Au plus élevé de ses spéculations, l’intellectuel n’est jamais que le comparse du hâbleur de bistrot. Il a besoin de lui et de sa bassesse pour gagner en hauteur.
La pensée séparée n'a jamais produit que l'intelligence de la vie qui se nie.
Des triomphes conjugués de la physique, de la chimie, de la médecine, des mathématiques, de l'astronautique, de la biologie, de l'architecture, de la psychologie, de la sociologie, il est sorti moins de bonheur que d'oppression et d'argent. Les sciences ont propagé le bien-être aux quatre coins du monde dans la limite de l'offre et de la demande, ramenant l'activité humaine à une activité de marché.
Ils nous la baillent belle d'incriminer le progrès et le revers de sa médaille, ceux qui s'enorgueillissent d'exploiter et de violer la nature jusqu'à l'atome, ceux qui tirent d'un noyau de vie une énergie de mort fort utile pour éclairer les chaumières et guérir
le cancer qu'essaime la pollution nucléaire.
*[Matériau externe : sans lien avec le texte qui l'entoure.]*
use chrono::Utc;
use crossterm::style::Stylize;
use tokio::io::{AsyncBufReadExt, AsyncRead, BufReader};
use tokio::sync::mpsc::UnboundedSender;
use tracing::{trace, warn};

#[derive(Debug, Clone, Copy, PartialEq, Eq)]
pub(super) enum StreamKind {
    Stdout,
    Stderr,
}

/// UTC wall-clock time as `HH:MM:SS.mmm`
pub fn timestamp() -> String {
    Utc::now().format("%H:%M:%S%.3f").to_string()
}

pub fn stamp_stdout(line: &str) -> String {
    format!("[{}] {}", timestamp(), line)
}

/// Like `stamp_stdout` but with the stamp on a red background
pub fn stamp_stderr(line: &str) -> String {
    format!("[{}] {}", timestamp().on_dark_red(), line)
}

/// Read lines until EOF, stamping each one and sending it to the merge channel
pub(super) async fn forward_lines<R>(reader: R, kind: StreamKind, tx: UnboundedSender<String>)
where
    R: AsyncRead + Unpin,
{
    let mut reader = BufReader::new(reader);
    let mut buf = Vec::new();

    loop {
        buf.clear();
        match reader.read_until(b'\n', &mut buf).await {
            Ok(0) => break,
            Ok(_) => {
                let text = String::from_utf8_lossy(&buf);
                let line = text.trim_end_matches(['\n', '\r']);
                trace!("{:?}: {}", kind, line);
                let stamped = match kind {
                    StreamKind::Stdout => stamp_stdout(line),
                    StreamKind::Stderr => stamp_stderr(line),
                };
                if tx.send(stamped).is_err() {
                    break;
                }
            }
            Err(e) => {
                warn!("Failed to read {:?}: {}", kind, e);
                break;
            }
        }
    }
}

#[cfg(test)]
mod tests {
    use super::*;

    #[test]
    fn test_timestamp_shape() {
        let ts = timestamp();
        assert_eq!(ts.len(), 12);
        assert_eq!(&ts[2..3], ":");
        assert_eq!(&ts[5..6], ":");
        assert_eq!(&ts[8..9], ".");
    }

    #[test]
    fn test_stderr_stamp_is_highlighted() {
        let line = stamp_stderr("boom");
        assert!(line.contains("\u{1b}["));
        assert!(line.ends_with("] boom"));
        assert!(!stamp_stdout("ok").contains("\u{1b}["));
    }

    #[tokio::test]
    async fn test_forward_handles_missing_trailing_newline_and_bad_utf8() {
        let (tx, mut rx) = tokio::sync::mpsc::unbounded_channel();
        let input: &[u8] = b"first\r\nsec\xffond";
        forward_lines(input, StreamKind::Stdout, tx).await;

        let first = rx.recv().await.unwrap();
        let second = rx.recv().await.unwrap();
        assert!(first.ends_with("] first"));
        assert!(second.ends_with("] sec\u{fffd}ond"));
        assert!(rx.recv().await.is_none());
    }
}
use crate::error::ConfigError;
use crate::task::TaskDescriptor;
use std::fmt;
use std::sync::{Mutex, MutexGuard, PoisonError};
use std::time::Duration;

#[derive(Debug, Clone, Copy, PartialEq, Eq, Hash)]
pub enum RunStatus {
    Pending,
    Running,
    Succeeded,
    Failed,
    /// Filtered out by the diff check; never assigned to a spawned instance
    Skipped,
}

impl RunStatus {
    pub fn is_terminal(self) -> bool {
        matches!(self, RunStatus::Succeeded | RunStatus::Failed)
    }
}

impl fmt::Display for RunStatus {
    fn fmt(&self, f: &mut fmt::Formatter<'_>) -> fmt::Result {
        match self {
            RunStatus::Pending => write!(f, "pending"),
            RunStatus::Running => write!(f, "running"),
            RunStatus::Succeeded => write!(f, "succeeded"),
            RunStatus::Failed => write!(f, "failed"),
            RunStatus::Skipped => write!(f, "skipped"),
        }
    }
}

/// What a finished instance produced
#[derive(Debug, Clone, Default)]
pub struct TaskResult {
    pub success: bool,
    pub exit_code: Option<i32>,
    /// Merged output, trimmed
    pub output: String,
    pub duration: Duration,
}

/// One task admitted past the diff filter
#[derive(Debug)]
pub struct RunInstance {
    pub cwd: String,
    pub argv: Vec<String>,
    status: Mutex<RunStatus>,
    result: Mutex<Option<TaskResult>>,
}

impl RunInstance {
    pub fn from_task(task: &TaskDescriptor) -> Result<Self, ConfigError> {
        Ok(Self {
            cwd: task.cwd.clone(),
            argv: task.cmd.argv()?,
            status: Mutex::new(RunStatus::Pending),
            result: Mutex::new(None),
        })
    }

    pub fn command_line(&self) -> String {
        self.argv.join(" ")
    }

    pub fn status(&self) -> RunStatus {
        *lock(&self.status)
    }

    pub fn result(&self) -> Option<TaskResult> {
        lock(&self.result).clone()
    }

    pub(super) fn set_status(&self, status: RunStatus) {
        *lock(&self.status) = status;
    }

    pub(super) fn set_result(&self, result: TaskResult) {
        *lock(&self.result) = Some(result);
    }
}

pub(crate) fn lock<T>(mutex: &Mutex<T>) -> MutexGuard<'_, T> {
    mutex.lock().unwrap_or_else(PoisonError::into_inner)
}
Quelle faveur espérer d'un progrès que détermine un processus marchand fondé sur le pillage du vivant?
Comment se satisfaire d'une paix qui n'éloigne la guerre qu'à la condition de mieux satisfaire aux intérêts mercantiles?
Comment se contenter d'un savoir pacifique que le reniflement du profit fait pirouetter en direction contraire? Surtout, comment tolérer que la créativité invente au fil du plaisir et soit tranchée au couperet du rentable? Des ampoules électriques inusables aux énergies gratuites, tant de brevets rachetés à l'inventeur pour être détruits ne sont que la partie visible d'une terreur entretenue sur un savoir non pas secret mais inhérent à la réalité secrète des désirs. Faut-il que la création qui cherche ses poètes ne découvre que les calculettes du prix coûtant?